Dès 1663, sept ans avant la publication du Theologico-politicus, et l’année même où parurent les Ren. Desc. Princip. more geom. demonstr., Simon de Vries avait entre les mains l’Éthique, ou tout au moins le De Deo, puisqu’il cite textuellement le Scholie de la Propos. X, part. 1. Il est vrai que Spinoza, dans sa réponse à Simon de Vries[1], donne une définition de l’Attribut qui n’est pas exactement identique, au moins pour les termes, à celle de l’Éthique[2], ce qui pourrait faire soupçonner qu’à cette époque l’ouvrage n’était encore qu’ébauché[3]. Mais voici des indications plus précises. En lisant la correspondance de Spinoza et d’Oldenburg, il est impossible de douter que Spinoza n’eût déjà en 1661 jeté les bases de son grand ouvrage, puisque il en envoie à son ami des morceaux d’une certaine étendue[4], lesquels contiennent les Propositions capitales du De Deo, où l’on sait que Spinoza est tout entier. Ce fait n’est pas de médiocre conséquence. Il en résulte qu’à vingt-neuf ans Spinoza, qui n’avait encore rien écrit, était en possession du principe de sa doctrine et déjà l’avait construite dans sa forme géométrique. Ceux qui ont pensé qu’en composant le Ren. Desc. Princip., Spinoza adoptait le pur cartésianisme pour son propre compte, avaient sans doute oublié, entre autres circonstances, que deux ans avant la publication de cet ouvrage[5], Spinoza démontrait à ses amis des Propositions comme celle-ci : Une substance ne peut être produite par une autre substance[6], doctrine qui peut bien être au fond cartésienne, mais de ce cartésianisme immodéré dont parle Leibniz, et que Descartes, à tort ou à raison, eût répudié. Du reste, les Axiomes et Propositions envoyés à Oldenburg, en 1661, ne se retrouvent pas mot pour mot dans l’Éthique, ni dans le même ordre ; ce qui prouve, ainsi que la lettre à Simon de Vries, qu’à ce moment Spinoza remaniait encore et refondait sa doctrine, suivant le progrès de sa pensée, ou peut-être, mais ce doit être bien rare, par le conseil de ses amis[7]. Tout ceci me conduit à une triple conclusion :

1o L’idée fondamentale de l’Éthique, la forme géométrique et l’ordonnance de tout l’ouvrage étaient déjà fixées en 1661[8].

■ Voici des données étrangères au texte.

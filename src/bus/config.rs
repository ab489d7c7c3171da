//! Configuration surface for [`super::EventBus`].

use crate::backoff::BackoffMode;

/// Default bus capacity, matching the original engine's
/// `DEFAULT_EVENTBUS_CAPACITY`. Must remain a power of two.
pub const DEFAULT_CAPACITY: usize = 4096;

/// Default maximum consumer count, matching the original engine's
/// `DEFAULT_EVENTBUS_MAX_CONSUMERS`.
pub const DEFAULT_MAX_CONSUMERS: usize = 128;

/// Runtime-tunable bus behavior. Capacity and consumer-count ceilings are
/// fixed at the type level via `EventBus`'s const generics; this struct
/// holds the knobs that can vary without changing the bus's shape.
#[derive(Debug, Clone, Copy, serde::Serialize, serde::Deserialize)]
pub struct EventBusConfig {
    /// Back-off tier progression used by both the producer (waiting for a
    /// slot to free up) and consumers (waiting for the next sequence).
    pub backoff_mode: BackoffMode,
    /// Whether `stop()` lets every consumer drain all already-published
    /// sequences before its thread exits, versus exiting as soon as the
    /// stop flag is observed.
    pub drain_on_stop: bool,
}

impl Default for EventBusConfig {
    fn default() -> Self {
        Self {
            backoff_mode: BackoffMode::Adaptive,
            drain_on_stop: true,
        }
    }
}

/// Named CPU core groups a consumer thread may be pinned to. Pinning is a
/// best-effort optimization: on platforms or configurations where it is
/// unavailable, subscription silently falls back to the default scheduler
/// placement rather than failing.
#[derive(Debug, Clone, Copy, PartialEq, Eq, serde::Serialize, serde::Deserialize)]
pub enum CoreAffinityClass {
    /// Threads consuming raw market data.
    MarketData,
    /// Threads on the order-submission path.
    Execution,
    /// Strategy/signal threads.
    Strategy,
    /// Risk-check threads.
    Risk,
    /// Anything not covered above.
    General,
}

/// Per-consumer subscription options.
#[derive(Debug, Clone, Copy, Default)]
pub struct SubscribeOptions {
    /// If set, the consumer thread attempts to pin itself to the named
    /// core class and request a real-time scheduling priority. Best
    /// effort; failures are logged at `debug` and otherwise ignored.
    pub affinity: Option<CoreAffinityClass>,
}
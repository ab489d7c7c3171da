//! Single-policy bar aggregator: folds a trade stream into bars for one
//! closing policy, partitioned by symbol.

use crate::bars::bar::{BarCloseReason, BarEvent};
use crate::bars::policy::{BarPolicy, PolicyState};
use crate::event::{Instrument, TradeEvent};
use crate::symbol::SymbolMap;

struct SymbolState {
    bar: crate::bars::bar::Bar,
    instrument: Instrument,
    policy_state: PolicyState,
    initialized: bool,
}

/// Folds trades into bars under a single [`BarPolicy`], emitting a
/// [`BarEvent`] via `on_emit` every time the policy closes a bar.
pub struct BarAggregator<P: BarPolicy> {
    policy: P,
    symbols: SymbolMap<SymbolState>,
}

impl<P: BarPolicy> BarAggregator<P> {
    /// Creates an aggregator for `policy`, sizing its dense symbol-id
    /// range to `dense_capacity`.
    #[must_use]
    pub fn new(policy: P, dense_capacity: usize) -> Self {
        Self {
            policy,
            symbols: SymbolMap::new(dense_capacity),
        }
    }

    /// Folds one trade into its symbol's current bar, invoking `on_emit`
    /// if the policy closes a bar as a result.
    pub fn on_trade(&mut self, trade: &TradeEvent, mut on_emit: impl FnMut(BarEvent)) {
        let policy = &self.policy;
        self.symbols.entry_with(
            trade.symbol,
            || SymbolState {
                bar: policy.init_bar(trade, &mut PolicyState::default()),
                instrument: trade.instrument,
                policy_state: PolicyState::default(),
                initialized: false,
            },
            |s| {
                if !s.initialized {
                    s.bar = policy.init_bar(trade, &mut s.policy_state);
                    s.initialized = true;
                    return;
                }
                if policy.should_close(trade, &s.bar) {
                    let mut closed = s.bar;
                    closed.close_reason = BarCloseReason::Threshold;
                    policy.finalize(&mut closed, &mut s.policy_state);
                    on_emit(BarEvent {
                        symbol: trade.symbol,
                        instrument: s.instrument,
                        bar_type: policy.bar_type(),
                        bar_type_param: policy.param(),
                        bar: closed,
                        tick_sequence: trade.tick_sequence,
                    });
                    s.bar = policy.init_bar(trade, &mut s.policy_state);
                } else {
                    policy.update(trade, &mut s.bar, &mut s.policy_state);
                }
            },
        );
    }

    /// Emits every initialized symbol's in-progress bar with
    /// [`BarCloseReason::Forced`] and clears all per-symbol state.
    pub fn stop(&mut self, mut on_emit: impl FnMut(BarEvent)) {
        let policy = &self.policy;
        for (symbol, state) in self.symbols.dense_iter_mut() {
            if !state.initialized {
                continue;
            }
            let mut closed = state.bar;
            closed.close_reason = BarCloseReason::Forced;
            policy.finalize(&mut closed, &mut state.policy_state);
            on_emit(BarEvent {
                symbol,
                instrument: state.instrument,
                bar_type: policy.bar_type(),
                bar_type_param: policy.param(),
                bar: closed,
                tick_sequence: 0,
            });
        }
        for (symbol, state) in self.symbols.overflow_drain() {
            if !state.initialized {
                continue;
            }
            let mut closed = state.bar;
            closed.close_reason = BarCloseReason::Forced;
            policy.finalize(&mut closed, &mut state.policy_state);
            on_emit(BarEvent {
                symbol,
                instrument: state.instrument,
                bar_type: policy.bar_type(),
                bar_type_param: policy.param(),
                bar: closed,
                tick_sequence: 0,
            });
        }
        self.symbols.clear();
        tracing::info!(bar_type = ?policy.bar_type(), "bar aggregator stopped, in-progress bars flushed");
    }
}

#[cfg(test)]
mod tests {
    use super::*;
    use crate::bars::policy::TickBarPolicy;
    use crate::decimal::{Price, Quantity};

    fn trade(symbol: u32, price: f64, ts: i64) -> TradeEvent {
        TradeEvent {
            symbol,
            instrument: Instrument::Spot,
            price: Price::from_f64(price),
            quantity: Quantity::from_f64(1.0),
            is_buy: true,
            exchange_ts_ns: ts,
            tick_sequence: 0,
        }
    }

    #[test]
    fn tick_bar_emits_every_n_trades() {
        let mut agg = BarAggregator::new(TickBarPolicy::new(2), 16);
        let mut emitted = Vec::new();
        for i in 0..5 {
            agg.on_trade(&trade(1, 100.0 + i as f64, i), |e| emitted.push(e));
        }
        assert_eq!(emitted.len(), 2);
        assert_eq!(emitted[0].bar.trade_count, 2);
    }

    #[test]
    fn stop_flushes_in_progress_bar_as_forced() {
        let mut agg = BarAggregator::new(TickBarPolicy::new(10), 16);
        agg.on_trade(&trade(1, 100.0, 0), |_| {});
        agg.on_trade(&trade(1, 101.0, 1), |_| {});
        let mut emitted = Vec::new();
        agg.stop(|e| emitted.push(e));
        assert_eq!(emitted.len(), 1);
        assert_eq!(emitted[0].bar.close_reason, BarCloseReason::Forced);
        assert_eq!(emitted[0].bar.trade_count, 2);
    }
}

  1. Voyez notre Lettre XIII.
  2. Éthique, part. 1, Déf. IV.
  3. Cette conjecture vient d’être confirmée par une découverte intéressante de M. Éd. Boehmer, de Halle. Il a trouvé sur un exemplaire de la Vie de Spinoza par Colerus l’esquisse d’un Traité de Spinoza, De Deo et homine ejusque felicitate, qui ne peut être que la première ébauche de l’Éthique. Voyez l’écrit de M. Boehmer : B. de Spinoza, Tractatus de Deo, etc. 1852.
  4. Voyez Lettres II, III, IV. — Il paraît que l’envoi fait à Oldenburg se composait : 1o d’un certain nombre de Définitions, particulièrement celles de la Substance, du Mode et de Dieu ; 2o d’un certain nombre d’Axiomes ; 3o de trois Propositions que je crois être (voyez Lettre III) la Ve de l’Éthique, la VIe et la VIIe, à laquelle Spinoza avait joint un Scholie qui est, si je ne me trompe, le Schol. II de la Propos. VIII, part. 1.
  5. Le Renat. Desc. Princip. fut publié en 1663.
  6. Voyez Lettre II.
  7. Deux des Axiomes envoyés à Oldenburg sont devenus dans l’Éthique deux Propositions. De plus, la Ire et la IIe des Propositions envoyées à Oldenburg sont maintenant la Ve et la VIe de l’Éthique.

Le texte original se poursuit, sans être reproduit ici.